Species of flowering plant

Daucus carota, whose common names include wild carrot, European wild carrot, bird's nest, bishop's lace, carrot flower, and Queen Anne's lace (North America), is a flowering plant in the family Apiaceae. It is native to temperate regions of Afro-Eurasia with a number of regional subspecies, and is naturalised widely elsewhere. Carrots cultivated as a food crop are cultivars of the domesticated subspecies Daucus carota subsp. sativus.

==Description==
The wild carrot is a herbaceous, somewhat variable biennial plant that grows to 30–100 cm, rarely 120 cm tall, and is roughly hairy, with a stiff, solid stem.
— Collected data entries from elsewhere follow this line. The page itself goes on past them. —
//! Text layer extraction using pdftotext.

use std::time::Duration;

use thiserror::Error;
use tokio::process::Command;
use tokio_util::sync::CancellationToken;

use super::command::{run_tool, ToolError};
use super::tools::{Capabilities, ToolPaths};
use crate::utils::{is_pdf, is_text};

/// Default hard limit for a single pdftotext run.
pub const DEFAULT_TEXT_TIMEOUT: Duration = Duration::from_secs(30);

/// Errors that can occur during text extraction.
#[derive(Debug, Error)]
pub enum ExtractionError {
    #[error("External tool not found: {0}")]
    ToolNotFound(String),

    #[error("Extraction failed: {0}")]
    ExtractionFailed(String),

    #[error("Extraction timed out after {}s", .0.as_secs())]
    TimedOut(Duration),

    #[error("Extraction cancelled")]
    Cancelled,

    #[error("IO error: {0}")]
    Io(#[from] std::io::Error),
}

impl From<ToolError> for ExtractionError {
    fn from(err: ToolError) -> Self {
        match err {
            ToolError::NotFound(tool) => ExtractionError::ToolNotFound(tool),
            ToolError::TimedOut { after, .. } => ExtractionError::TimedOut(after),
            ToolError::Cancelled => ExtractionError::Cancelled,
            ToolError::Io(e) => ExtractionError::Io(e),
            failed @ ToolError::Failed { .. } => {
                ExtractionError::ExtractionFailed(failed.to_string())
            }
        }
    }
}

/// Pulls a plain-text layer out of uploaded files.
#[derive(Debug, Clone)]
pub struct TextExtractor {
    tools: ToolPaths,
    caps: Capabilities,
    timeout: Duration,
}

impl TextExtractor {
    /// Create a new text extractor.
    pub fn new(tools: ToolPaths, caps: Capabilities) -> Self {
        Self {
            tools,
            caps,
            timeout: DEFAULT_TEXT_TIMEOUT,
        }
    }

    /// Set the pdftotext timeout.
    pub fn with_timeout(mut self, timeout: Duration) -> Self {
        self.timeout = timeout;
        self
    }

    /// Extract text based on MIME type.
    ///
    /// - `text/*`: decoded and normalized, never fails
    /// - PDF: `pdftotext -layout`, or empty text when pdftotext is missing
    /// - anything else: empty text
    pub async fn extract(&self, data: &[u8], mime: &str) -> Result<String, ExtractionError> {
        if is_text(mime) {
            return Ok(normalize_whitespace(&String::from_utf8_lossy(data)));
        }
        if !is_pdf(mime) {
            return Ok(String::new());
        }
        if !self.caps.has_pdftotext() {
            tracing::debug!("pdftotext not available, skipping text layer");
            return Ok(String::new());
        }

        let mut scratch = tempfile::Builder::new().suffix(".pdf").tempfile()?;
        std::io::Write::write_all(&mut scratch, data)?;

        let mut cmd = Command::new(&self.tools.pdftotext);
        cmd.args(["-layout", "-enc", "UTF-8"])
            .arg(scratch.path())
            .arg("-"); // Output to stdout

        let raw = run_tool(cmd, &CancellationToken::new(), Some(self.timeout)).await?;
        Ok(normalize_whitespace(&raw))
    }
}

/// Normalize extracted text.
///
/// Runs of horizontal whitespace become one space, every line is trimmed,
/// three or more consecutive newlines collapse to two, and the result is
/// trimmed.
pub fn normalize_whitespace(text: &str) -> String {
    let mut lines: Vec<String> = Vec::new();
    let mut prev_blank = false;

    for line in text.lines() {
        let collapsed = line.split_whitespace().collect::<Vec<_>>().join(" ");
        let blank = collapsed.is_empty();
        if blank && prev_blank {
            continue;
        }
        prev_blank = blank;
        lines.push(collapsed);
    }

    lines.join("\n").trim().to_string()
}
The leaves are tripinnate, finely divided and lacy, and overall triangular in shape. The leaves are 5-15 cm long, bristly and alternate in a pinnate pattern that separates into thin segments. The flowers are small and dull white, clustered in flat, dense umbels. The umbels are terminal and about 3–6 in wide. They may be pink in bud and may have one (rarely a few) pink, reddish or purple flower (the "ruby") in the centre of the umbel. There are 7–13 bracts below the umbel; these are three-forked or pinnate, which distinguishes the plant from other white-flowered umbellifers. As the seeds develop, the umbel curls up at the edges, becomes more congested, and develops a concave surface. The fruit is a small, dry, bumpy, oval and flattened carpel 2.5–4 mm long, with short styles and hooked spines, as well as protective hairs surrounding them; it is bicarpellate, with two mericarps. Its endosperm grows before the embryo. The dried umbels can detach from the plant, and have been suggested to have tumbleweed characteristics. The function of the tiny red flower, due to anthocyanin, is to attract insects. The flowers are mainly produced from June to August, rarely also in May or September.

===Identification===
D. carota is similar in appearance to the deadly poison hemlock, but is readily distinguished by a mix of tripinnate leaves, fine hairs on its solid green stems and its leaves, a root that smells like carrots, and often a single red flower in the centre of the umbel. Hemlock also differs in having purple mottling on its stems, which also lack the hairiness of the plain green wild carrot stems. Even more distinctive is the unpleasant smell of the crushed leaves of hemlock which is like mouse urine.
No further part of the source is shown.